**Instructions to follow**
Reproduce exactly, and only, the lines running from the start of the entries below to the line containing "use tokio_util::sync::CancellationToken;".

────

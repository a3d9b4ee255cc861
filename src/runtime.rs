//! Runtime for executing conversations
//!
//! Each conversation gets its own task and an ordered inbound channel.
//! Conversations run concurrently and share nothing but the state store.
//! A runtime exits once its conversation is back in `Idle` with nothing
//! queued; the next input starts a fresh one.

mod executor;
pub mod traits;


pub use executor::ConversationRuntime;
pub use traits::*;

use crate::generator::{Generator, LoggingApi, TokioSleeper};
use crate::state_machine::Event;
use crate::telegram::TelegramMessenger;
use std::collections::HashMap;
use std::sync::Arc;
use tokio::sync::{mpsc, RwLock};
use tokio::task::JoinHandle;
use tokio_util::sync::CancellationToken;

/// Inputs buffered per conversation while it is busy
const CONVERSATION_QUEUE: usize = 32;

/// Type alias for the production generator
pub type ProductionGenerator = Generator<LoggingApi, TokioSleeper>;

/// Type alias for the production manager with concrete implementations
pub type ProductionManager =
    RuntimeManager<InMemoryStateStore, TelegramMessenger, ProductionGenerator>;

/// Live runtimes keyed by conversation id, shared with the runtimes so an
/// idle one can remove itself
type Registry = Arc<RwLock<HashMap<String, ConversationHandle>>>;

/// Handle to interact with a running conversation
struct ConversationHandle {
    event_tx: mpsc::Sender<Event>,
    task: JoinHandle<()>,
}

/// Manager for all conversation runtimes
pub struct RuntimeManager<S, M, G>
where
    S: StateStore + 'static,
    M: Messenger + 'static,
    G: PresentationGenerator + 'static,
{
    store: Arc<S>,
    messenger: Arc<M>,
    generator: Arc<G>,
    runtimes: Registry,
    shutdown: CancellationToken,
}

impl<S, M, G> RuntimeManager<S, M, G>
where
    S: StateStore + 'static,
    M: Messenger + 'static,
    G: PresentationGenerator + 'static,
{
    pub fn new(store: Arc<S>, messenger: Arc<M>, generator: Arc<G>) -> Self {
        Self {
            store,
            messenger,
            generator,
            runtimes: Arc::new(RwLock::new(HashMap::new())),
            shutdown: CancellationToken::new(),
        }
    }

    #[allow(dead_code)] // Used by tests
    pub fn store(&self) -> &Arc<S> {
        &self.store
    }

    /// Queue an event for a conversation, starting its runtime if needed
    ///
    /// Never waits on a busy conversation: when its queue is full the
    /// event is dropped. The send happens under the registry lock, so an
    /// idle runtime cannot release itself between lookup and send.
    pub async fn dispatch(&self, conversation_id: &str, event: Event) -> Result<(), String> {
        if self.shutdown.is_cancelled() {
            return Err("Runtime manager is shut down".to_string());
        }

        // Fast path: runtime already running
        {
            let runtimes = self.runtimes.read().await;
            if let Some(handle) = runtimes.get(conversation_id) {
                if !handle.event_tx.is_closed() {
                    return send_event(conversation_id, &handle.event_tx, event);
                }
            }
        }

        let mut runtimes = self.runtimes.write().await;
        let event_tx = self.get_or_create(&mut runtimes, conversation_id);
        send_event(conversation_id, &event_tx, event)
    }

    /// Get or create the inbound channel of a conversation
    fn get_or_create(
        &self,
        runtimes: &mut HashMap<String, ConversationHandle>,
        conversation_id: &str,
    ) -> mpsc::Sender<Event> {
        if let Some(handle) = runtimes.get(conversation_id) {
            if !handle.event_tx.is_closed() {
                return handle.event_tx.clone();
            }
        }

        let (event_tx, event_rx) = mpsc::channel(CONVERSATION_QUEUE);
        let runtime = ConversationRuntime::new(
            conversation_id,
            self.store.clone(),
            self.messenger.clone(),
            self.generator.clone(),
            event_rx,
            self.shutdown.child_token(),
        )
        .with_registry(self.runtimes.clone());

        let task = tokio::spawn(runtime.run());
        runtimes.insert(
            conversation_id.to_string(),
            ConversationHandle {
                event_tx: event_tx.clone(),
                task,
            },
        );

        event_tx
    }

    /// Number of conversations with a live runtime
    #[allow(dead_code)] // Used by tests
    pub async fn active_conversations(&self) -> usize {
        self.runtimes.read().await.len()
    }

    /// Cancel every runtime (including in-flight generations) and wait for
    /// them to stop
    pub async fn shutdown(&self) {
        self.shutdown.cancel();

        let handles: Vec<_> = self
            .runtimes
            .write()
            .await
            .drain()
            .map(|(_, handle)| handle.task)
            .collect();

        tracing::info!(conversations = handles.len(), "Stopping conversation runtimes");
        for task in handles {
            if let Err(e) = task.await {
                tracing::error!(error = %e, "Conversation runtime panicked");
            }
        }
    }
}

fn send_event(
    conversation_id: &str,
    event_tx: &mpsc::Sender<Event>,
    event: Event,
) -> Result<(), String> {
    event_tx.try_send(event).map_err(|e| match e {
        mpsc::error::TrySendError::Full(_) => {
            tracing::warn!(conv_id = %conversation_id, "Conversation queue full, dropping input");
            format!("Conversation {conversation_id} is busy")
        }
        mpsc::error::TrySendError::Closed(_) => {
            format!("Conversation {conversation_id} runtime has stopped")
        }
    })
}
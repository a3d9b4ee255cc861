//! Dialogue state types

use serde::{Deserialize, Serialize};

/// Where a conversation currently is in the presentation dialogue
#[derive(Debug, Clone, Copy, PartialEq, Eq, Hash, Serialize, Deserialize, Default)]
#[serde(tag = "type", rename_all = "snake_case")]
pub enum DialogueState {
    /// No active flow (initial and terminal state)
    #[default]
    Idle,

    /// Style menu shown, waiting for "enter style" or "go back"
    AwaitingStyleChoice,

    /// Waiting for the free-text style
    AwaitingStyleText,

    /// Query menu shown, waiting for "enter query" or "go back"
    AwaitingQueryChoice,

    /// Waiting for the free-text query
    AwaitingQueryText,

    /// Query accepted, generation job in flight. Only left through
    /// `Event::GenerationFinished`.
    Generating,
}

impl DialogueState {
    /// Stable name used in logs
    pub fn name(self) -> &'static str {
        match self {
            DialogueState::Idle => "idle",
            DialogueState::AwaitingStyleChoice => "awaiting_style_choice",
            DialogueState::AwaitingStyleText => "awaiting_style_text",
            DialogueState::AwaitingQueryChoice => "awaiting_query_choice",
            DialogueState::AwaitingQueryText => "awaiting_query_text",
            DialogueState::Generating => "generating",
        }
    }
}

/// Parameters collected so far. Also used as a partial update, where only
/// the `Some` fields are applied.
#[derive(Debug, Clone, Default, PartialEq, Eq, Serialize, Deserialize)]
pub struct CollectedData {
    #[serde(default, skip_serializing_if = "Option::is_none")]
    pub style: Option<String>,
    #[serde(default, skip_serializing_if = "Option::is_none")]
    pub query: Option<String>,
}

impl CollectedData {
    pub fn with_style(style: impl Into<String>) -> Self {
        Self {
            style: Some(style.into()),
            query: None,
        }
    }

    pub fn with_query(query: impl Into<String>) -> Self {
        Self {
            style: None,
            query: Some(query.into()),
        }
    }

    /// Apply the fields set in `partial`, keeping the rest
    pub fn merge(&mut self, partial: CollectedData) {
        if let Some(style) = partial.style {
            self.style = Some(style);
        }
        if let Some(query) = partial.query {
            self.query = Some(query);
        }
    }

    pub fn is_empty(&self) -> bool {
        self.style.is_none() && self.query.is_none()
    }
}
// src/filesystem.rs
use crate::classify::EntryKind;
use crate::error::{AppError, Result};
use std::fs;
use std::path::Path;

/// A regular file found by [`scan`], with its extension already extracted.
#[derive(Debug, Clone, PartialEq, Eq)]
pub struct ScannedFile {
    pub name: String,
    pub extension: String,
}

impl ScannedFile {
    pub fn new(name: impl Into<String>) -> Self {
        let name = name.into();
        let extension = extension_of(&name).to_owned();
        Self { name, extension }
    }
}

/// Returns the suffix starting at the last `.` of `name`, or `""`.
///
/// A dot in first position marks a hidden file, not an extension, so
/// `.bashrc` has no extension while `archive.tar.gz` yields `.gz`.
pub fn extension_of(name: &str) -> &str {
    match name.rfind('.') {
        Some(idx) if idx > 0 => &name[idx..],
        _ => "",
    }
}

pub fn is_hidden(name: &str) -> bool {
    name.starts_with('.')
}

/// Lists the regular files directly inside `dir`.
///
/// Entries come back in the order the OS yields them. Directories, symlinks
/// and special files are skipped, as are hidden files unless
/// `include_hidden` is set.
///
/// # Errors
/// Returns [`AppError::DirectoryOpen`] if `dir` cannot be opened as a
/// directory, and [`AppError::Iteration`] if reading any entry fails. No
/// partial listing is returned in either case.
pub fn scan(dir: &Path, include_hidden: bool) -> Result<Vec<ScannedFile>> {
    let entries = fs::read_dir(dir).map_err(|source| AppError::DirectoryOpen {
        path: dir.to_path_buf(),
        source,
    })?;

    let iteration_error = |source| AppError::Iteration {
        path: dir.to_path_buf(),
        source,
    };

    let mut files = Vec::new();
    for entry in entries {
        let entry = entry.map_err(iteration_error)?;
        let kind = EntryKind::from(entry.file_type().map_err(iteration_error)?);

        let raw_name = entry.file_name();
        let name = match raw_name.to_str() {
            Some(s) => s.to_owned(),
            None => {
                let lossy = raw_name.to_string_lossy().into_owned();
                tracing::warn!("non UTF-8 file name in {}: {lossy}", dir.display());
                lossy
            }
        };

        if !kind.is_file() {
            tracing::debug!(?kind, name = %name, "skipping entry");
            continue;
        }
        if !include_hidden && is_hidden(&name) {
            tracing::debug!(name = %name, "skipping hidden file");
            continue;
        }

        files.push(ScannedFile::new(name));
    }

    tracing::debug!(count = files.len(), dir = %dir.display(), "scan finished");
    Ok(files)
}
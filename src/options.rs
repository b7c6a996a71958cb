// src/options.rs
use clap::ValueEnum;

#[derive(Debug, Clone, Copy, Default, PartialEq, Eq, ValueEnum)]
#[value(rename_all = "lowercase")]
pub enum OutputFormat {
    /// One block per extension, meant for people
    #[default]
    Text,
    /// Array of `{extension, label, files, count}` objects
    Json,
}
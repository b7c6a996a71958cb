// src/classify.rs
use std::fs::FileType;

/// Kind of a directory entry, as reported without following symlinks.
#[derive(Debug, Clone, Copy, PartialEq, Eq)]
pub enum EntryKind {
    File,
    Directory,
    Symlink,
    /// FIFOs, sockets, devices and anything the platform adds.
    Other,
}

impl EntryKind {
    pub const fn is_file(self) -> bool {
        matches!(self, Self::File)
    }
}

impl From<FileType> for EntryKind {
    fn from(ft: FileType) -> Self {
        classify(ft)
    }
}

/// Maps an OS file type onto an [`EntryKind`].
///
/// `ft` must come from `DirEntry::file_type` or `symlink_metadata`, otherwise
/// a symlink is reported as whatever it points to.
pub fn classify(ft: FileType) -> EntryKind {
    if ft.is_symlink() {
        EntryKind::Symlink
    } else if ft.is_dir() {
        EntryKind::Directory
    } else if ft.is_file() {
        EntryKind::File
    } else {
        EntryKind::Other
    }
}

────

**Answer to this problem**
repository a3d9b4ee255cc861
filename src/runtime.rs
//! Runtime for executing conversations
//!
//! Each conversation gets its own task and an ordered inbound channel.
//! Conversations run concurrently and share nothing but the state store.
//! A runtime exits once its conversation is back in `Idle` with nothing
//! queued; the next input starts a fresh one.

mod executor;
pub mod traits;


pub use executor::ConversationRuntime;
pub use traits::*;

use crate::generator::{Generator, LoggingApi, TokioSleeper};
use crate::state_machine::Event;
use crate::telegram::TelegramMessenger;
use std::collections::HashMap;
use std::sync::Arc;
use tokio::sync::{mpsc, RwLock};
use tokio::task::JoinHandle;
use tokio_util::sync::CancellationToken;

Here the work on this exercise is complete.